**Task directions**: The expected answer is a copy of every line in the listing that has the word "failure".

== == ==

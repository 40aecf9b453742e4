//! Request dispatch for the endpoint agent.
//!
//! [`DeviceAgent`] owns the [`Board`] and answers the two protocol routes:
//!
//! | route | reply |
//! |-------|-------|
//! | `GET /estado` | 200 + [`StatusSnapshot`] |
//! | `POST /comando` | 200 + `{"status":"ok",...}`, or 400/500 + `{"status":"error",...}` |
//! | anything else | 404 |
//!
//! Every failure is turned into a response here, so nothing a peer sends can
//! stop the serving loop.

use parklink_core::constants::{ROUTE_COMMAND, ROUTE_STATUS};
use parklink_hardware::{Board, BoardState, HardwareError};
use parklink_protocol::{Action, Command, HttpRequest, HttpResponse, Method, Reply, StatusSnapshot};
use thiserror::Error;
use tracing::{debug, warn};

/// Reasons a request could not be served.
#[derive(Debug, Error)]
pub enum DispatchError {
    /// Command body absent, empty or not a JSON object.
    #[error("JSON faltante")]
    MissingBody,

    /// Action name outside the vocabulary.
    #[error("accion desconocida")]
    UnknownAction(String),

    /// No route for this method and path.
    #[error("ruta no encontrada")]
    RouteNotFound,

    /// A parameter could not be read.
    #[error("{0}")]
    InvalidParameter(#[from] parklink_core::Error),

    /// A pin failed while executing a known action.
    #[error("{0}")]
    Hardware(#[from] HardwareError),
}

impl DispatchError {
    /// HTTP status code for this failure.
    pub fn status_code(&self) -> u16 {
        match self {
            Self::MissingBody | Self::UnknownAction(_) => 400,
            Self::RouteNotFound => 404,
            Self::InvalidParameter(_) | Self::Hardware(_) => 500,
        }
    }

    /// Error reply carrying this failure's message.
    pub fn to_response(&self) -> HttpResponse {
        error_response(self.status_code(), &self.to_string())
    }
}

/// Build a JSON error reply.
pub fn error_response(status: u16, message: &str) -> HttpResponse {
    json_response(status, &Reply::error(message))
}

fn json_response<T: serde::Serialize>(status: u16, body: &T) -> HttpResponse {
    match HttpResponse::json(status, body) {
        Ok(response) => response,
        Err(e) => {
            warn!(error = %e, "Failed to serialize reply");
            HttpResponse::new(500, Vec::new())
        }
    }
}

/// Convert the board mirror into the wire snapshot.
pub fn snapshot_of(state: &BoardState) -> StatusSnapshot {
    StatusSnapshot {
        btn1: u8::from(state.entry),
        btn2: u8::from(state.exit),
        ldr: state.light,
        leds: state.indicators.iter().map(|&on| u8::from(on)).collect(),
        servo: state.servo,
        display: state.display,
    }
}

/// Endpoint request handler and hardware-state owner.
#[derive(Debug)]
pub struct DeviceAgent {
    board: Board,
}

impl DeviceAgent {
    /// Take ownership of a board and drive its boot defaults onto the pins.
    pub fn new(mut board: Board) -> Result<Self, HardwareError> {
        board.apply_defaults()?;
        Ok(Self { board })
    }

    pub fn board(&self) -> &Board {
        &self.board
    }

    /// Sample the debounced inputs without answering anything.
    pub fn sample_inputs(&mut self) -> Result<bool, HardwareError> {
        self.board.sample_inputs()
    }

    /// Fresh snapshot: inputs and light sensor are sampled first.
    pub fn snapshot(&mut self) -> Result<StatusSnapshot, HardwareError> {
        self.board.sample_inputs()?;
        self.board.read_analog()?;
        Ok(snapshot_of(self.board.state()))
    }

    /// Answer one request.
    pub fn handle(&mut self, request: &HttpRequest) -> HttpResponse {
        debug!(method = %request.method, path = %request.path, "Dispatching request");

        let result = match (&request.method, request.path.as_str()) {
            (Method::Get, ROUTE_STATUS) => self
                .snapshot()
                .map(|snapshot| json_response(200, &snapshot))
                .map_err(DispatchError::from),
            (Method::Post, ROUTE_COMMAND) => self
                .command_body(&request.body)
                .and_then(|command| self.execute(&command))
                .map(|reply| json_response(200, &reply)),
            _ => Err(DispatchError::RouteNotFound),
        };

        result.unwrap_or_else(|e| {
            match &e {
                DispatchError::Hardware(_) | DispatchError::InvalidParameter(_) => {
                    warn!(path = %request.path, error = %e, "Command failed")
                }
                _ => debug!(path = %request.path, error = %e, "Request rejected"),
            }
            e.to_response()
        })
    }

    fn command_body(&self, body: &[u8]) -> Result<Command, DispatchError> {
        if body.iter().all(u8::is_ascii_whitespace) {
            return Err(DispatchError::MissingBody);
        }
        let command = Command::parse(body).map_err(|_| DispatchError::MissingBody)?;
        if command.action().is_empty() && command.params().is_empty() {
            return Err(DispatchError::MissingBody);
        }
        Ok(command)
    }

    /// Apply one command to the board.
    pub fn execute(&mut self, command: &Command) -> Result<Reply, DispatchError> {
        let action = command
            .kind()
            .map_err(|_| DispatchError::UnknownAction(command.action().to_string()))?;
        debug!(%action, "Executing command");

        let reply = match action {
            Action::Occupy => {
                let space = command.int_param_or("espacio", 0)?;
                self.board.show_occupied()?;
                Reply::ok(format!("ocupado {space}"))
            }
            Action::Release => {
                let space = command.int_param_or("espacio", 0)?;
                self.board.show_free()?;
                Reply::ok(format!("liberado {space}"))
            }
            Action::ToggleIndicator => {
                let index = command.int_param_or("espacio", 0)?;
                self.board.toggle_indicator(index)?;
                Reply::ok(action.as_str())
            }
            Action::SetIndicator => {
                let index = command.int_param_or("index", 0)?;
                let value = command.int_param_or("valor", 0)?;
                self.board.set_indicator(index, value != 0)?;
                Reply::ok(action.as_str())
            }
            Action::MoveActuator | Action::MoveActuatorButton => {
                let angle = command.int_param_or("angulo", 0)?;
                let applied = self.board.move_servo(angle)?;
                Reply::ok(format!("servo {applied}"))
            }
            Action::ToggleBarrier => {
                let angle = self.board.toggle_barrier()?;
                Reply::ok(action.as_str()).with_extra("servo", angle)
            }
            Action::UpdateDisplay => {
                let number = command.int_param_or("numero", 0)?;
                self.board.set_display(number)?;
                Reply::ok("display actualizado")
            }
        };
        Ok(reply)
    }
}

== == ==

**Solution to the exercise**:
//! Every failure is turned into a response here, so nothing a peer sends can
    /// HTTP status code for this failure.
    /// Error reply carrying this failure's message.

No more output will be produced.